The legend survives – a tribute to Syria


Changed 07 May 2020, 12:30 IST

Sirius Baleseros (left) and Jose Maria Olajabal

CV Baleseros, who died in May 2012, was the only talent.

He had some kind of universal appeal when playing a game that was not universally liked.

He had a great pastime. His passion and charisma can pick up something he hated.

The gift of Baleseros was evident from childhood, the young Spaniard showing his creative flame by striking pebbles with a wooden shaft three-iron on a beach near his home.

No wonder he was arguably the most inventive player in golf, able to execute shots, not even imagining.

Time Woods had his own style of ballastros like bajimatak and self-calling, praising his talent.

“He was one of the most talented and exciting golfers ever to play the game,” Woods said in tribute to Brestaros, who was diagnosed with brain cancer. “

“His creativity and innovation on the golf course can never be surpassed.”

That craft and ingenuity served him so well that he became the winner of the Balesteros serial with 90 titles to his name, including five majors.

His influence on the European tour, in which he won a record 50 tournaments, cannot be underestimated.

Players today have made the sport popular on the continent and beyond with a huge debt of gratitude to him, with Belsteros becoming the first European to win the Masters in August 1970.

Europe itself as a sporting entity in the Ryder Cup meant a great job to him and Balesteros was a crowning figure for his team.
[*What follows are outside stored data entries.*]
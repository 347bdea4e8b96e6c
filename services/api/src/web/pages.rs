//! services/api/src/web/pages.rs
//!
//! The two HTML pages. They are static apart from the Firebase web settings
//! injected into the login page.

use axum::{
    extract::State,
    response::{Html, Redirect},
};

use crate::config::Config;
use crate::web::state::AppState;

const LOGIN_TEMPLATE: &str = include_str!("../../templates/login.html");
const CHAT_PAGE: &str = include_str!("../../templates/chat.html");

pub fn render_login_page(config: &Config) -> String {
    LOGIN_TEMPLATE
        .replace("{{FIREBASE_API_KEY}}", &config.firebase_api_key)
        .replace(
            "{{FIREBASE_AUTH_DOMAIN}}",
            &format!("{}.firebaseapp.com", config.firebase_project_id),
        )
        .replace("{{FIREBASE_PROJECT_ID}}", &config.firebase_project_id)
}

/// GET /
pub async fn index_handler() -> Redirect {
    Redirect::to("/login")
}

/// GET /login
pub async fn login_page_handler(State(state): State<AppState>) -> Html<String> {
    Html(render_login_page(&state.config))
}

/// GET /chat (behind the auth gate)
pub async fn chat_page_handler() -> Html<&'static str> {
    Html(CHAT_PAGE)
}

#[cfg(test)]
mod tests {
    use super::*;

    #[test]
    fn login_page_gets_firebase_settings() {
        let config = Config::from_lookup(|key| match key {
            "SESSION_SECRET" => Some("s".repeat(32)),
            "GROQ_API_KEY" => Some("gsk_test".to_string()),
            "FIREBASE_PROJECT_ID" => Some("lakeside-assistant".to_string()),
            "FIREBASE_API_KEY" => Some("AIzaTestKey".to_string()),
            _ => None,
        })
        .unwrap();

        let page = render_login_page(&config);
        assert!(page.contains("\"AIzaTestKey\""));
        assert!(page.contains("\"lakeside-assistant.firebaseapp.com\""));
        assert!(page.contains("\"lakeside-assistant\""));
        assert!(!page.contains("{{"));
    }

    #[test]
    fn chat_page_posts_to_ask_and_links_logout() {
        assert!(CHAT_PAGE.contains("/ask"));
        assert!(CHAT_PAGE.contains("/logout"));
    }
}
//! services/api/src/web/middleware.rs
//!
//! Authentication middleware for protecting routes.

use axum::{
    extract::{Request, State},
    http::StatusCode,
    middleware::Next,
    response::{IntoResponse, Redirect, Response},
    Json,
};
use axum_extra::extract::cookie::SignedCookieJar;
use college_assistant_core::domain::Identity;
use college_assistant_core::ports::PortError;
use serde_json::json;
use tracing::{debug, error};

use crate::web::state::AppState;

/// Name of the cookie carrying the signed session id.
pub const SESSION_COOKIE: &str = "session";

/// The session attached to a request that passed the gate.
#[derive(Debug, Clone)]
pub struct AuthenticatedSession {
    pub session_id: String,
    pub identity: Identity,
    pub display_name: Option<String>,
}

/// Looks up the session named by the signed cookie, if any.
pub async fn resolve_session(state: &AppState, jar: &SignedCookieJar) -> Option<AuthenticatedSession> {
    // The jar only yields cookies whose signature checks out.
    let session_id = jar.get(SESSION_COOKIE)?.value().to_string();

    match state.sessions.validate_session(&session_id).await {
        Ok(record) => Some(AuthenticatedSession {
            identity: Identity::from(&record),
            display_name: record.display_name,
            session_id,
        }),
        Err(PortError::NotFound(reason)) => {
            debug!("Rejected session cookie: {}", reason);
            None
        }
        Err(e) => {
            error!("Failed to validate session: {:?}", e);
            None
        }
    }
}

/// Gate for page routes: without a session the browser is sent to `/login`.
pub async fn require_auth(
    State(state): State<AppState>,
    jar: SignedCookieJar,
    mut req: Request,
    next: Next,
) -> Response {
    match resolve_session(&state, &jar).await {
        Some(session) => {
            req.extensions_mut().insert(session);
            next.run(req).await
        }
        None => Redirect::to("/login").into_response(),
    }
}

/// Gate for JSON routes: without a session the request is denied with 401.
pub async fn require_auth_json(
    State(state): State<AppState>,
    jar: SignedCookieJar,
    mut req: Request,
    next: Next,
) -> Response {
    match resolve_session(&state, &jar).await {
        Some(session) => {
            req.extensions_mut().insert(session);
            next.run(req).await
        }
        None => (
            StatusCode::UNAUTHORIZED,
            Json(json!({ "response": "Error: authentication required" })),
        )
            .into_response(),
    }
}
//! Admin override slot.
//!
//! Operators can force the *category* of the next outcome (never a specific
//! card) while a round is still open. The slot holds at most one entry per
//! engine; repeated writes replace it (last write wins). The engine consumes
//! the entry at the betting freeze and clears the slot unconditionally at
//! round end, so an unconsumed override can never leak into a later round.

use crate::ledger::GameId;

#[derive(Debug)]
pub struct OverrideSlot<T> {
    entry: Option<(GameId, T)>,
}

impl<T> Default for OverrideSlot<T> {
    fn default() -> Self {
        OverrideSlot { entry: None }
    }
}

impl<T> OverrideSlot<T> {
    pub fn new() -> Self {
        Self::default()
    }

    /// Arms the slot for `game_id`, replacing any previous entry. Callers
    /// must have validated that `game_id` is the current round and that the
    /// outcome is still open.
    pub fn arm(&mut self, game_id: GameId, value: T) {
        self.entry = Some((game_id, value));
    }

    /// Consumes the entry if it targets `game_id`; a mismatched entry stays
    /// put for the round-end clear.
    pub fn take_for(&mut self, game_id: GameId) -> Option<T> {
        match self.entry.take() {
            Some((armed, value)) if armed == game_id => Some(value),
            other => {
                self.entry = other;
                None
            }
        }
    }

    pub fn is_armed(&self) -> bool {
        self.entry.is_some()
    }

    pub fn clear(&mut self) {
        self.entry = None;
    }
}

#[cfg(test)]
mod tests {
    use super::*;

    #[test]
    fn last_write_wins() {
        let mut slot = OverrideSlot::new();
        slot.arm(1, "red");
        slot.arm(1, "black");
        assert_eq!(slot.take_for(1), Some("black"));
        assert!(!slot.is_armed());
    }

    #[test]
    fn take_is_single_use() {
        let mut slot = OverrideSlot::new();
        slot.arm(3, 7u8);
        assert_eq!(slot.take_for(3), Some(7));
        assert_eq!(slot.take_for(3), None);
    }

    #[test]
    fn mismatched_game_id_is_not_consumed() {
        let mut slot = OverrideSlot::new();
        slot.arm(4, 'x');
        assert_eq!(slot.take_for(9), None);
        assert!(slot.is_armed());
        slot.clear();
        assert!(!slot.is_armed());
    }
}
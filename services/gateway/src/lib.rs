//! WebSocket gateway for the parlor tables.
//!
//! One process hosts all three rooms. Engine state lives behind a single
//! mutex; a one-second tick task drives the rounds and every event the
//! engines emit flows out through one broadcast channel, filtered per
//! connection by audience.

pub mod admin;
pub mod config;
pub mod metrics;
pub mod rooms;
pub mod ws;

use crate::{
    config::GatewayConfig,
    metrics::{GatewayMetrics, GatewayMetricsSnapshot},
    rooms::Rooms,
};
use axum::{
    extract::State,
    routing::{get, post},
    Json, Router,
};
use parlor_engine::MemoryLedger;
use parlor_types::api::ServerEvent;
use std::sync::{Arc, Mutex};
use tokio::sync::broadcast;

#[derive(Clone)]
pub struct AppState {
    pub rooms: Arc<Mutex<Rooms>>,
    pub broadcaster: broadcast::Sender<Arc<ServerEvent>>,
    pub metrics: Arc<GatewayMetrics>,
    pub admin_token: Option<String>,
}

impl AppState {
    pub fn new(config: &GatewayConfig, ledger: Arc<MemoryLedger>) -> AppState {
        let (broadcaster, _) = broadcast::channel(1024);
        AppState {
            rooms: Arc::new(Mutex::new(Rooms::new(config, ledger))),
            broadcaster,
            metrics: Arc::new(GatewayMetrics::default()),
            admin_token: config.admin_token.clone(),
        }
    }

    /// Hands engine events to every live connection. A send error just
    /// means nobody is subscribed right now.
    pub fn publish(&self, events: Vec<ServerEvent>) {
        self.metrics.add_events_broadcast(events.len() as u64);
        for event in events {
            let _ = self.broadcaster.send(Arc::new(event));
        }
    }
}

pub fn router(state: AppState) -> Router {
    Router::new()
        .route("/ws", get(ws::ws_handler))
        .route("/healthz", get(healthz))
        .route("/metrics", get(metrics_snapshot))
        .route("/admin/override", post(admin::set_override))
        .route("/admin/rounds/:game", get(admin::round_snapshot))
        .with_state(state)
}

async fn healthz() -> &'static str {
    "ok"
}

async fn metrics_snapshot(State(state): State<AppState>) -> Json<GatewayMetricsSnapshot> {
    Json(state.metrics.snapshot())
}
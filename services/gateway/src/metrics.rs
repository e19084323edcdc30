//! Gateway counters, exposed as JSON on /metrics.

use serde::Serialize;
use std::sync::atomic::{AtomicU64, Ordering};

#[derive(Default)]
pub struct GatewayMetrics {
    connections_opened: AtomicU64,
    connections_closed: AtomicU64,
    messages_received: AtomicU64,
    messages_sent: AtomicU64,
    wagers_accepted: AtomicU64,
    wagers_rejected: AtomicU64,
    events_broadcast: AtomicU64,
    broadcast_lagged: AtomicU64,
}

impl GatewayMetrics {
    pub fn inc_connection_opened(&self) {
        self.connections_opened.fetch_add(1, Ordering::Relaxed);
    }

    pub fn inc_connection_closed(&self) {
        self.connections_closed.fetch_add(1, Ordering::Relaxed);
    }

    pub fn inc_message_received(&self) {
        self.messages_received.fetch_add(1, Ordering::Relaxed);
    }

    pub fn inc_message_sent(&self) {
        self.messages_sent.fetch_add(1, Ordering::Relaxed);
    }

    pub fn inc_wager_accepted(&self) {
        self.wagers_accepted.fetch_add(1, Ordering::Relaxed);
    }

    pub fn inc_wager_rejected(&self) {
        self.wagers_rejected.fetch_add(1, Ordering::Relaxed);
    }

    pub fn add_events_broadcast(&self, n: u64) {
        self.events_broadcast.fetch_add(n, Ordering::Relaxed);
    }

    pub fn add_broadcast_lagged(&self, n: u64) {
        self.broadcast_lagged.fetch_add(n, Ordering::Relaxed);
    }

    pub fn snapshot(&self) -> GatewayMetricsSnapshot {
        let opened = self.connections_opened.load(Ordering::Relaxed);
        let closed = self.connections_closed.load(Ordering::Relaxed);
        GatewayMetricsSnapshot {
            connections_open: opened.saturating_sub(closed),
            connections_opened: opened,
            connections_closed: closed,
            messages_received: self.messages_received.load(Ordering::Relaxed),
            messages_sent: self.messages_sent.load(Ordering::Relaxed),
            wagers_accepted: self.wagers_accepted.load(Ordering::Relaxed),
            wagers_rejected: self.wagers_rejected.load(Ordering::Relaxed),
            events_broadcast: self.events_broadcast.load(Ordering::Relaxed),
            broadcast_lagged: self.broadcast_lagged.load(Ordering::Relaxed),
        }
    }
}

#[derive(Clone, Copy, Debug, Serialize)]
#[serde(rename_all = "camelCase")]
pub struct GatewayMetricsSnapshot {
    pub connections_open: u64,
    pub connections_opened: u64,
    pub connections_closed: u64,
    pub messages_received: u64,
    pub messages_sent: u64,
    pub wagers_accepted: u64,
    pub wagers_rejected: u64,
    pub events_broadcast: u64,
    pub broadcast_lagged: u64,
}
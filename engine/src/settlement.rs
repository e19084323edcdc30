//! Round settlement.
//!
//! Settlement runs synchronously at reveal time, strictly before any reveal
//! event leaves the engine. Each wager resolves through the ledger exactly
//! once; a failed resolution is logged and skipped so one bad row can never
//! strand the rest of the round.

use crate::ledger::{BetId, Ledger};
use parlor_types::{
    api::{BetView, WagerResult},
    BetSelection, Chips, PlayerId,
};
use std::collections::HashMap;
use tracing::{error, warn};

/// A committed wager awaiting settlement. The debit already happened when
/// the ledger issued `bet_id`.
#[derive(Debug, Clone)]
pub struct PlacedWager {
    pub bet_id: BetId,
    pub player: PlayerId,
    pub kind: BetSelection,
    pub amount: Chips,
}

impl PlacedWager {
    pub fn view(&self) -> BetView {
        BetView {
            kind: self.kind,
            amount: self.amount,
        }
    }
}

/// Per-player slice of a settled round.
#[derive(Debug)]
pub struct PlayerSettlement {
    pub player: PlayerId,
    pub results: Vec<WagerResult>,
    /// Balance after the last successful resolution for this player.
    pub balance: Chips,
}

/// Aggregate result of settling one round.
#[derive(Debug, Default)]
pub struct RoundSettlement {
    /// Everything staked this round, including wagers whose resolution
    /// later failed (the house holds those chips either way).
    pub total_wagered: Chips,
    /// Everything actually credited back to players.
    pub total_paid: Chips,
    pub per_player: Vec<PlayerSettlement>,
    pub failures: u32,
}

/// Resolves every wager against the judge's verdict. Winning wagers pay
/// `amount * multiplier`; losing wagers pay nothing. Resolution order is
/// placement order, and per-player aggregation preserves it.
pub fn settle_round(
    ledger: &dyn Ledger,
    wagers: &[PlacedWager],
    judge: impl Fn(&PlacedWager) -> bool,
) -> RoundSettlement {
    let mut settlement = RoundSettlement::default();
    let mut order: Vec<PlayerId> = Vec::new();
    let mut grouped: HashMap<PlayerId, PlayerSettlement> = HashMap::new();

    for wager in wagers {
        settlement.total_wagered = settlement.total_wagered.saturating_add(wager.amount);

        let won = judge(wager);
        let payout = if won {
            match wager.amount.checked_mul(wager.kind.multiplier()) {
                Some(payout) => payout,
                None => {
                    // Wire caps make this unreachable; treat it as a failed
                    // resolution rather than paying a wrapped amount.
                    error!(bet_id = wager.bet_id, "payout overflow, skipping wager");
                    settlement.failures = settlement.failures.saturating_add(1);
                    continue;
                }
            }
        } else {
            Chips::ZERO
        };

        match ledger.resolve_bet(wager.bet_id, won, payout) {
            Ok(resolution) => {
                if won {
                    settlement.total_paid = settlement.total_paid.saturating_add(payout);
                }
                let entry = grouped.entry(wager.player.clone()).or_insert_with(|| {
                    order.push(wager.player.clone());
                    PlayerSettlement {
                        player: wager.player.clone(),
                        results: Vec::new(),
                        balance: resolution.balance,
                    }
                });
                entry.balance = resolution.balance;
                entry.results.push(WagerResult {
                    bet: wager.view(),
                    won,
                    payout,
                });
            }
            Err(err) => {
                // Keep settling: one stuck row must not strand the round.
                error!(
                    bet_id = wager.bet_id,
                    player = %wager.player,
                    %err,
                    "failed to resolve wager"
                );
                settlement.failures = settlement.failures.saturating_add(1);
            }
        }
    }

    if settlement.failures > 0 {
        warn!(
            failures = settlement.failures,
            total = wagers.len(),
            "round settled with unresolved wagers"
        );
    }

    settlement.per_player = order
        .into_iter()
        .filter_map(|player| grouped.remove(&player))
        .collect();
    settlement
}
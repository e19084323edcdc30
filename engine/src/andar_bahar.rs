//! Andar Bahar duels: FIFO matchmaking and the 1v1 match machine.
//!
//! Two queued players are paired into a match priced at the earlier
//! player's stake. One becomes the dealer, the other the guesser, by a
//! fair flip. After a short start delay a joker is drawn and shown to
//! both; the guesser then calls the pile the joker's rank will land on.
//! The deal alternates piles starting from the joker's color side, stops
//! at the first rank match, and the stake moves from loser to winner in
//! two independent ledger transfers. No chips move before settlement, so
//! a voided match (underfunded, idle, or disconnected) has nothing to
//! refund.

use crate::{
    error::Error,
    ledger::Ledger,
    outcome::OutcomeRng,
};
use parlor_types::{
    api::{GameKind, OutcomeView, RoomSnapshot, RoundStatus, ServerEvent},
    Card, Chips, Color, DuelRole, PileSide, PlayerId,
};
use std::{
    collections::{HashMap, VecDeque},
    sync::Arc,
};
use tracing::{debug, error, info, warn};

/// Timing knobs for a duel, in logical seconds.
#[derive(Clone, Copy, Debug, PartialEq, Eq)]
pub struct DuelConfig {
    /// Delay between the pairing and the joker draw.
    pub start_delay_secs: u32,
    /// How long the guesser gets to call a side before the match voids.
    pub choice_timeout_secs: u32,
}

impl DuelConfig {
    pub const DEFAULT: DuelConfig = DuelConfig {
        start_delay_secs: 3,
        choice_timeout_secs: 60,
    };

    pub fn validate(&self) -> Result<(), &'static str> {
        if self.start_delay_secs == 0 {
            return Err("duel start delay must be non-zero");
        }
        if self.choice_timeout_secs == 0 {
            return Err("duel choice timeout must be non-zero");
        }
        Ok(())
    }
}

#[derive(Clone, Copy, Debug)]
enum MatchPhase {
    /// Start delay before the joker is drawn.
    Starting { countdown: u32 },
    /// Joker is public; waiting on the guesser's call.
    Choosing { joker: Card, idle: u32 },
}

struct DuelMatch {
    dealer: PlayerId,
    guesser: PlayerId,
    stake: Chips,
    phase: MatchPhase,
}

enum MatchStep {
    Waiting,
    StartReady,
    ChoiceTimedOut,
}

impl DuelMatch {
    fn step(&mut self) -> MatchStep {
        match &mut self.phase {
            MatchPhase::Starting { countdown } => {
                *countdown = countdown.saturating_sub(1);
                if *countdown == 0 {
                    MatchStep::StartReady
                } else {
                    MatchStep::Waiting
                }
            }
            MatchPhase::Choosing { idle, .. } => {
                *idle = idle.saturating_sub(1);
                if *idle == 0 {
                    MatchStep::ChoiceTimedOut
                } else {
                    MatchStep::Waiting
                }
            }
        }
    }
}

pub struct DuelMatchmaker {
    config: DuelConfig,
    ledger: Arc<dyn Ledger>,
    rng: OutcomeRng,
    /// Arrival order; the front two are paired first.
    queue: VecDeque<(PlayerId, Chips)>,
    /// Keyed by the ledger's game id.
    matches: HashMap<u64, DuelMatch>,
    by_player: HashMap<PlayerId, u64>,
    matches_started: u64,
}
He has claimed 22.5 points from 337 matches and is widely regarded as a member of Europe’s most iconic team, leading to victory as captain in his home country in 1997-1997.

His presence is still felt in the modern version, with captain and close friend Jose Maria Olajabal referring to the impact of the Balesteros on Team Europe’s great comeback win in Medina.

“Our team has never given up and played in the spirit of Syria. You have believed and you have rescued and I am proud that you have put Europe’s hand in this Ryder Cup,” Olajabal said as he spoke.

Balesteros was diagnosed with a brain tumor after crashing at Madrid airport in 2002. He has performed three operations for more than 20 hours. Intensive care and multiple spells followed a spell of chemotherapy and radiotherapy, all of which helped to prolong his life while simultaneously moving above his strength.

He died nine years ago, at the age of 54, and the world of golf has lost its brightest star.